À la sortie du tribunal, Christophe Bride, délégué CGT Verallia 71, a lu un communiqué devant l'assistance avant de céder la parole à Me Ralph Blindauer, avocat des 84 salariés.


«La direction ne remet rien en cause!», s'exclame ce dernier, «elle continue de faire la chasse aux syndicalistes».


Plus loin, il parlera de «capital sans cœur» ou d'un «ministère du travail à la solde des entreprises».


«Je sais qu'une chose, c'est que ce n'est pas dans les tribunaux qu'on gagne des droits nouveaux pour les salariés! (...) Il faut créer un rapport de force national», poursuit-il.


«Vous avez renoué avec la solidarité ouvrière, continuez comme ça!», conclut l'avocat avant de céder à son tour la parole à Charlène, la fille du défunt, venue de Lyon spécialement pour ce procès dont le verdict est attendu pour le 17 novembre prochain.


Celle-ci a lu un message de sa mère. En voici le contenu :


«Je vous remercie infiniment de votre soutien et de nous avoir tendu la main à Charlène et moi.
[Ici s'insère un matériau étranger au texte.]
//! CLI argument parsing with clap.
//!
//! Two surfaces lead to the same actions: the `add`/`list` subcommands and
//! the options-only form `--create <body> --title <title> --list`.

use clap::{CommandFactory, Parser, Subcommand};
use journal_core::LoadingMode;
use std::io::{self, ErrorKind};
use std::path::PathBuf;

/// journal - Store and display personal journal entries
#[derive(Parser, Debug)]
#[command(
    name = "journal",
    version,
    about = "Store and display personal journal entries.",
    after_help = CLI_AFTER_HELP
)]
pub struct Cli {
    #[command(subcommand)]
    pub command: Option<Commands>,

    /// Add an entry with a body
    #[arg(long = "create", value_name = "ENTRY BODY")]
    pub create: Option<String>,

    /// Add an entry with a title
    #[arg(long = "title", value_name = "ENTRY TITLE")]
    pub title: Option<String>,

    /// Enumerate your journal entries
    #[arg(long = "list")]
    pub list: bool,

    /// Include entry IDs in listings
    #[arg(long = "ids", global = true)]
    pub ids: bool,

    /// Show debug logging (RUST_LOG takes precedence)
    #[arg(short = 'v', long = "verbose", global = true)]
    pub verbose: bool,

    /// Journal home holding config.toml (overrides JOURNAL_HOME)
    #[arg(long = "home", value_name = "DIR", global = true)]
    pub home: Option<PathBuf>,
}

#[derive(Subcommand, Debug, PartialEq, Eq)]
pub enum Commands {
    /// Add entries to your journal
    Add {
        /// Add an entry with a title
        #[arg(short = 't', long = "title", value_name = "ENTRY TITLE", default_value = "")]
        title: String,
        /// Add an entry with a body
        #[arg(short = 'e', long = "entry", value_name = "ENTRY BODY", default_value = "")]
        entry: String,
    },
    /// Enumerate your journal entries
    List,
}

const CLI_AFTER_HELP: &str = r#"EXAMPLES:
  journal add -t "Monday" -e "Started a journal"
  journal list
  journal --create "Started a journal" --title "Monday" --list

Configuration is read from $JOURNAL_HOME/config.toml (default ~/.journal)."#;

#[derive(Debug, Clone, PartialEq, Eq)]
pub struct NewEntry {
    pub title: String,
    pub content: String,
}

#[derive(Debug, Clone, PartialEq, Eq)]
pub enum Action {
    /// Nothing to do: show help and fail.
    Help,
    Run { add: Option<NewEntry>, list: bool },
}

impl Action {
    /// Adding alone never needs the existing entries.
    pub fn loading_mode(&self) -> LoadingMode {
        match self {
            Action::Run { list: true, .. } => LoadingMode::Immediate,
            _ => LoadingMode::WriteOnly,
        }
    }
}

impl Cli {
    /// Parse CLI arguments from environment
    pub fn parse_args() -> io::Result<Self> {
        let args: Vec<String> = std::env::args().collect();
        Self::parse_from_args(&args)
    }

    /// Parse CLI arguments from a slice (testable version)
    ///
    /// `--help` and `--version` print and exit here, as clap does.
    pub fn parse_from_args(args: &[String]) -> io::Result<Self> {
        match Self::try_parse_from(args) {
            Ok(cli) => Ok(cli),
            Err(e) if !e.use_stderr() => e.exit(),
            Err(e) => Err(io::Error::new(ErrorKind::InvalidInput, e.to_string())),
        }
    }

    pub fn help_text() -> String {
        Self::command().render_help().to_string()
    }

    /// Resolve what to do.
    pub fn action(&self) -> io::Result<Action> {
        let has_options = self.create.is_some() || self.title.is_some() || self.list;

        match &self.command {
            Some(_) if has_options => Err(io::Error::new(
                ErrorKind::InvalidInput,
                "Use either a subcommand or --create/--title/--list, not both",
            )),
            Some(Commands::Add { title, entry }) => {
                if title.trim().is_empty() && entry.trim().is_empty() {
                    return Err(io::Error::new(
                        ErrorKind::InvalidInput,
                        "Nothing to add: provide --title or --entry",
                    ));
                }
                Ok(Action::Run {
                    add: Some(NewEntry {
                        title: title.clone(),
                        content: entry.clone(),
                    }),
                    list: false,
                })
            }
            Some(Commands::List) => Ok(Action::Run {
                add: None,
                list: true,
            }),
            None => {
                let title = self.title.clone().unwrap_or_default();
                let content = self.create.clone().unwrap_or_default();
                let add = (!title.is_empty() || !content.is_empty())
                    .then_some(NewEntry { title, content });
                if add.is_none() && !self.list {
                    return Ok(Action::Help);
                }
                Ok(Action::Run {
                    add,
                    list: self.list,
                })
            }
        }
    }
}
Nous vous serons toujours reconnaissantes de vos actions, démarches et de l'amitié que vous portez à Dominique.


Votre soutien nous est très précieux et nous donne la force d'avancer pas à pas.
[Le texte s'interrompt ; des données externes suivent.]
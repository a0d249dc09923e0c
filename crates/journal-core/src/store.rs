//! Concurrent entry store.
//!
//! The map of entries sits behind a Tokio `RwLock`. Reads take the read lock
//! directly; writes go through an unbounded queue drained by one writer
//! task, so they apply one at a time in enqueue order. Every write gets a
//! ticket when enqueued and the writer publishes how many tickets it has
//! applied; a read first waits for all tickets issued before it, so it sees
//! every write enqueued before the read started.

use std::collections::HashMap;
use std::sync::{Arc, Mutex, MutexGuard, PoisonError, Weak};

use thiserror::Error;
use tokio::sync::{RwLock, mpsc, watch};
use uuid::Uuid;

use crate::entry::{Entry, EntryId};
use crate::logging::Logger;
use crate::persistence::{ConflictHandler, EntryIdChange, PersistenceError, Persisting};

#[derive(Debug, Error)]
pub enum StoreError {
    #[error("Persistence service unavailable.")]
    PersistenceUnavailable,
    #[error(transparent)]
    Persistence(#[from] PersistenceError),
}

#[derive(Debug, Clone, Copy, PartialEq, Eq)]
pub enum StorePhase {
    Empty,
    Loading,
    Ready,
}

type EntryMap = HashMap<EntryId, Entry>;

enum WriteOp {
    /// Replace the whole map with freshly loaded entries.
    Replace(Vec<Entry>),
    Add(Entry),
    Update {
        id: EntryId,
        title: Option<String>,
        content: Option<String>,
    },
    ResolveConflicts(Vec<EntryIdChange>),
}

struct WriteQueue {
    sender: mpsc::UnboundedSender<WriteOp>,
    issued: u64,
}

pub struct ConcurrentJournalStore {
    entries: Arc<RwLock<EntryMap>>,
    queue: Mutex<WriteQueue>,
    applied: watch::Receiver<u64>,
    phase: Mutex<StorePhase>,
    persistence: Weak<dyn Persisting>,
    logger: Arc<dyn Logger>,
}

impl ConcurrentJournalStore {
    /// Create a store and register it as `persistence`'s conflict handler.
    ///
    /// Spawns the writer task, so this must be called inside a Tokio runtime.
    pub fn new(persistence: Weak<dyn Persisting>, logger: Arc<dyn Logger>) -> Arc<Self> {
        let entries = Arc::new(RwLock::new(EntryMap::new()));
        let (sender, receiver) = mpsc::unbounded_channel();
        let (applied_tx, applied) = watch::channel(0);

        tokio::spawn(apply_writes(Writer {
            entries: Arc::clone(&entries),
            persistence: persistence.clone(),
            logger: Arc::clone(&logger),
            queue: receiver,
            applied: applied_tx,
        }));

        let store = Arc::new(Self {
            entries,
            queue: Mutex::new(WriteQueue { sender, issued: 0 }),
            applied,
            phase: Mutex::new(StorePhase::Empty),
            persistence,
            logger,
        });
        if let Some(persistence) = store.persistence.upgrade() {
            persistence.set_conflict_handler(Arc::downgrade(&store) as Weak<dyn ConflictHandler>);
        }
        store
    }

    pub fn phase(&self) -> StorePhase {
        *self.lock_phase()
    }

    fn lock_phase(&self) -> MutexGuard<'_, StorePhase> {
        self.phase.lock().unwrap_or_else(PoisonError::into_inner)
    }

    /// Load the library and replace the store's contents with it.
    ///
    /// On duplicate ids the entry loaded last wins.
    pub async fn start(&self) -> Result<(), StoreError> {
        let persistence = self
            .persistence
            .upgrade()
            .ok_or(StoreError::PersistenceUnavailable)?;

        *self.lock_phase() = StorePhase::Loading;
        let loaded = match persistence.load_library().await {
            Ok(loaded) => loaded,
            Err(e) => {
                *self.lock_phase() = StorePhase::Empty;
                return Err(e.into());
            }
        };

        let count = loaded.entries.len();
        self.enqueue(WriteOp::Replace(loaded.entries));
        self.settle().await;
        self.logger
            .event(&format!("JournalStore received {} entries", count));
        *self.lock_phase() = StorePhase::Ready;
        Ok(())
    }

    pub async fn get_entry(&self, id: EntryId) -> Option<Entry> {
        self.settle().await;
        self.entries.read().await.get(&id).cloned()
    }

    /// Snapshot of every entry, most recently edited first.
    pub async fn list_entries(&self) -> Vec<Entry> {
        self.settle().await;
        let mut entries: Vec<Entry> = self.entries.read().await.values().cloned().collect();
        entries.sort_by(|a, b| {
            b.date_edited()
                .cmp(&a.date_edited())
                .then_with(|| b.date_created().cmp(&a.date_created()))
                .then_with(|| a.id().cmp(&b.id()))
        });
        self.logger
            .event(&format!("JournalStore served entry list of {}", entries.len()));
        entries
    }

    /// Queue a new entry. Returns immediately; the entry is visible to any
    /// read issued after this call.
    pub fn add_entry(&self, title: impl Into<String>, content: impl Into<String>) {
        self.enqueue(WriteOp::Add(Entry::new(title, content)));
    }

    /// Queue an edit of an existing entry. `None` leaves a field unchanged.
    pub fn update_entry(&self, id: EntryId, title: Option<String>, content: Option<String>) {
        self.enqueue(WriteOp::Update { id, title, content });
    }

    /// Wait for queued writes to drain, then flush persistence.
    pub async fn app_will_terminate(&self) -> Result<(), StoreError> {
        self.settle().await;
        let persistence = self
            .persistence
            .upgrade()
            .ok_or(StoreError::PersistenceUnavailable)?;
        tokio::task::spawn_blocking(move || persistence.terminate())
            .await
            .map_err(|_| StoreError::PersistenceUnavailable)??;
        // Renames reported while flushing are queued behind the flush.
        self.settle().await;
        Ok(())
    }

    fn enqueue(&self, op: WriteOp) {
        let mut queue = self.queue.lock().unwrap_or_else(PoisonError::into_inner);
        if queue.sender.send(op).is_ok() {
            queue.issued += 1;
        }
    }

    /// Wait until every write enqueued so far has been applied.
    async fn settle(&self) {
        let ticket = self
            .queue
            .lock()
            .unwrap_or_else(PoisonError::into_inner)
            .issued;
        let mut applied = self.applied.clone();
        // An error means the writer is gone and nothing more will apply.
        let _ = applied.wait_for(|done| *done >= ticket).await;
    }
}

impl ConflictHandler for ConcurrentJournalStore {
    fn entry_ids_did_change_from_conflict(&self, changes: Vec<EntryIdChange>) {
        self.enqueue(WriteOp::ResolveConflicts(changes));
    }
}

struct Writer {
    entries: Arc<RwLock<EntryMap>>,
    persistence: Weak<dyn Persisting>,
    logger: Arc<dyn Logger>,
    queue: mpsc::UnboundedReceiver<WriteOp>,
    applied: watch::Sender<u64>,
}

impl Writer {
    fn forward(&self, entry: Entry) {
        match self.persistence.upgrade() {
            Some(persistence) => persistence.save(vec![entry]),
            None => self.logger.error(&StoreError::PersistenceUnavailable),
        }
    }

    fn apply(&self, map: &mut EntryMap, op: WriteOp) {
        match op {
            WriteOp::Replace(entries) => {
                map.clear();
                map.extend(entries.into_iter().map(|entry| (entry.id(), entry)));
            }
            WriteOp::Add(mut entry) => {
                while map.contains_key(&entry.id()) {
                    entry.reassign_id(Uuid::new_v4());
                }
                let title = entry.title().to_string();
                map.insert(entry.id(), entry.clone());
                self.forward(entry);
                self.logger
                    .event(&format!("JournalStore saved entry {}", title));
            }
            WriteOp::Update { id, title, content } => {
                if title.is_none() && content.is_none() {
                    return;
                }
                let Some(entry) = map.get_mut(&id) else {
                    self.logger
                        .event(&format!("JournalStore found no entry {} to update", id));
                    return;
                };
                entry.update(title, content);
                let entry = entry.clone();
                self.logger
                    .event(&format!("JournalStore updated entry {}", entry.title()));
                self.forward(entry);
            }
            WriteOp::ResolveConflicts(changes) => {
                for change in changes {
                    match map.remove(&change.old_id) {
                        Some(mut entry) => {
                            entry.reassign_id(change.new_id);
                            map.insert(change.new_id, entry);
                        }
                        None => self.logger.event("JournalStore handled ID conflict"),
                    }
                }
            }
        }
    }
}

async fn apply_writes(mut writer: Writer) {
    while let Some(op) = writer.queue.recv().await {
        {
            let entries = Arc::clone(&writer.entries);
            let mut map = entries.write().await;
            writer.apply(&mut map, op);
        }
        writer.applied.send_modify(|done| *done += 1);
    }
}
TOUS avez fait un travail formidable sans rien lâcher pour Dominique et tout ceux qui ont eu besoin de vous.


Mes mots ne seront jamais assez forts pour toutes la reconnaissance qui vous est dû».


Charlène terminera par : «Le boomerang revient toujours à celui qui l'envoie».
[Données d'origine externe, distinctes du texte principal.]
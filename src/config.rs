use crate::error::{config_error, ScheduleResult};
use crate::schedule::models::Shift;
use crate::schedule::time::{is_valid_time, time_to_minutes};
use dotenvy::dotenv;
use serde::{Deserialize, Serialize};
use std::env;
use std::fs;

/// Default start of the shift a new schedule group is seeded with
pub const DEFAULT_SHIFT_START: &str = "09:00";

/// Default end of the seeded shift
pub const DEFAULT_SHIFT_END: &str = "17:00";

/// Default label of the seeded shift
pub const DEFAULT_SHIFT_DESCRIPTION: &str = "Regular Shift";

/// Main configuration structure for the scheduling core
#[derive(Debug, Clone, Serialize, Deserialize)]
#[serde(default)]
pub struct Config {
    /// Start time (HH:MM) of the shift template for new schedule groups
    pub default_shift_start: String,
    /// End time (HH:MM) of the shift template
    pub default_shift_end: String,
    /// Label of the shift template
    pub default_shift_description: String,
}

impl Default for Config {
    fn default() -> Self {
        Self {
            default_shift_start: DEFAULT_SHIFT_START.to_string(),
            default_shift_end: DEFAULT_SHIFT_END.to_string(),
            default_shift_description: DEFAULT_SHIFT_DESCRIPTION.to_string(),
        }
    }
}

impl Config {
    /// Load configuration from environment and config file
    pub fn load() -> ScheduleResult<Self> {
        // Load .env file if it exists
        dotenv().ok();

        let mut config = Config::default();

        // Load defaults from file if it exists
        if let Ok(content) = fs::read_to_string("config/defaults.toml") {
            config = toml::from_str::<Config>(&content)?;
        }

        // Environment variables take precedence over the file
        if let Ok(start) = env::var("DEFAULT_SHIFT_START") {
            config.default_shift_start = start;
        }
        if let Ok(end) = env::var("DEFAULT_SHIFT_END") {
            config.default_shift_end = end;
        }
        if let Ok(description) = env::var("DEFAULT_SHIFT_DESCRIPTION") {
            config.default_shift_description = description;
        }

        config.check_times()?;
        Ok(config)
    }

    /// The shift every new schedule group starts out with
    pub fn default_shift(&self) -> Shift {
        Shift::new(
            self.default_shift_start.clone(),
            self.default_shift_end.clone(),
            Some(self.default_shift_description.clone()),
        )
    }

    /// Reject a configured shift template that could never validate
    fn check_times(&self) -> ScheduleResult<()> {
        if !is_valid_time(&self.default_shift_start) {
            return Err(config_error(&format!(
                "Invalid default shift start time: {}",
                self.default_shift_start
            )));
        }
        if !is_valid_time(&self.default_shift_end) {
            return Err(config_error(&format!(
                "Invalid default shift end time: {}",
                self.default_shift_end
            )));
        }
        if time_to_minutes(&self.default_shift_end) <= time_to_minutes(&self.default_shift_start) {
            return Err(config_error(
                "Default shift end time must be after its start time",
            ));
        }
        Ok(())
    }
}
Quant à la direction qui conteste le droit de retrait, elle indique que les salariés n'avaient aucun motif raisonnable de penser que leur vie ou leur sécurité, étaient en danger, qu'il s'agit en réalité d'une cessation collective et concertée du travail qui s'analyse en une grève.


Désormais, il appartient au Conseil de prud'hommes de statuer au fond, de dire et de juger si les salariés ont légitimement exercé leur droit de retrait ou non.